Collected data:
* * *

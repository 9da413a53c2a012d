//! Guest model - a participant of one event

use std::fmt;
use std::str::FromStr;

use chrono::{DateTime, Utc};
use serde::{Deserialize, Serialize};
use uuid::Uuid;

use crate::error::Error;

/// RSVP state of a guest
#[derive(Debug, Clone, Copy, PartialEq, Eq, Hash, Default, Serialize, Deserialize)]
#[serde(rename_all = "lowercase")]
pub enum RsvpStatus {
    #[default]
    Invited,
    Confirmed,
    Declined,
    Maybe,
}

impl RsvpStatus {
    pub fn as_str(self) -> &'static str {
        match self {
            RsvpStatus::Invited => "invited",
            RsvpStatus::Confirmed => "confirmed",
            RsvpStatus::Declined => "declined",
            RsvpStatus::Maybe => "maybe",
        }
    }
}

impl fmt::Display for RsvpStatus {
    fn fmt(&self, f: &mut fmt::Formatter<'_>) -> fmt::Result {
        f.write_str(self.as_str())
    }
}

impl FromStr for RsvpStatus {
    type Err = Error;

    fn from_str(s: &str) -> Result<Self, Self::Err> {
        match s {
            "invited" => Ok(RsvpStatus::Invited),
            "confirmed" => Ok(RsvpStatus::Confirmed),
            "declined" => Ok(RsvpStatus::Declined),
            "maybe" => Ok(RsvpStatus::Maybe),
            _ => Err(Error::Validation(format!("unknown rsvp '{s}'"))),
        }
    }
}

/// A guest of an event
#[derive(Debug, Clone, PartialEq, Serialize, Deserialize)]
pub struct Guest {
    pub id: Uuid,
    pub event_id: Uuid,
    pub name: String,
    /// Linked account, if the guest has one
    pub user_id: Option<Uuid>,
    pub email: Option<String>,
    pub phone: Option<String>,
    pub rsvp: RsvpStatus,
    pub dietary_requirements: Vec<String>,
    pub created_at: DateTime<Utc>,
}

impl Guest {
    pub fn new(event_id: Uuid, name: String) -> Self {
        Self {
            id: Uuid::new_v4(),
            event_id,
            name,
            user_id: None,
            email: None,
            phone: None,
            rsvp: RsvpStatus::Invited,
            dietary_requirements: Vec::new(),
            created_at: Utc::now(),
        }
    }

    pub fn with_user(mut self, user_id: Uuid) -> Self {
        self.user_id = Some(user_id);
        self
    }
}

/// Host-supplied details for a new guest
#[derive(Debug, Clone, Default, PartialEq)]
pub struct NewGuest {
    pub name: String,
    pub user_id: Option<Uuid>,
    pub email: Option<String>,
    pub phone: Option<String>,
    pub dietary_requirements: Vec<String>,
}

impl NewGuest {
    pub fn named(name: impl Into<String>) -> Self {
        Self {
            name: name.into(),
            ..Self::default()
        }
    }
}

* * *

Your answer must consist only of the lines from the start of the records above through the line with "state of a guest", each retyped exactly.

◆ **FINISHED TASK**
repository 9da413a53c2a012d
//! Guest model - a participant of one event

use std::fmt;
use std::str::FromStr;

use chrono::{DateTime, Utc};
use serde::{Deserialize, Serialize};
use uuid::Uuid;

use crate::error::Error;

/// RSVP state of a guest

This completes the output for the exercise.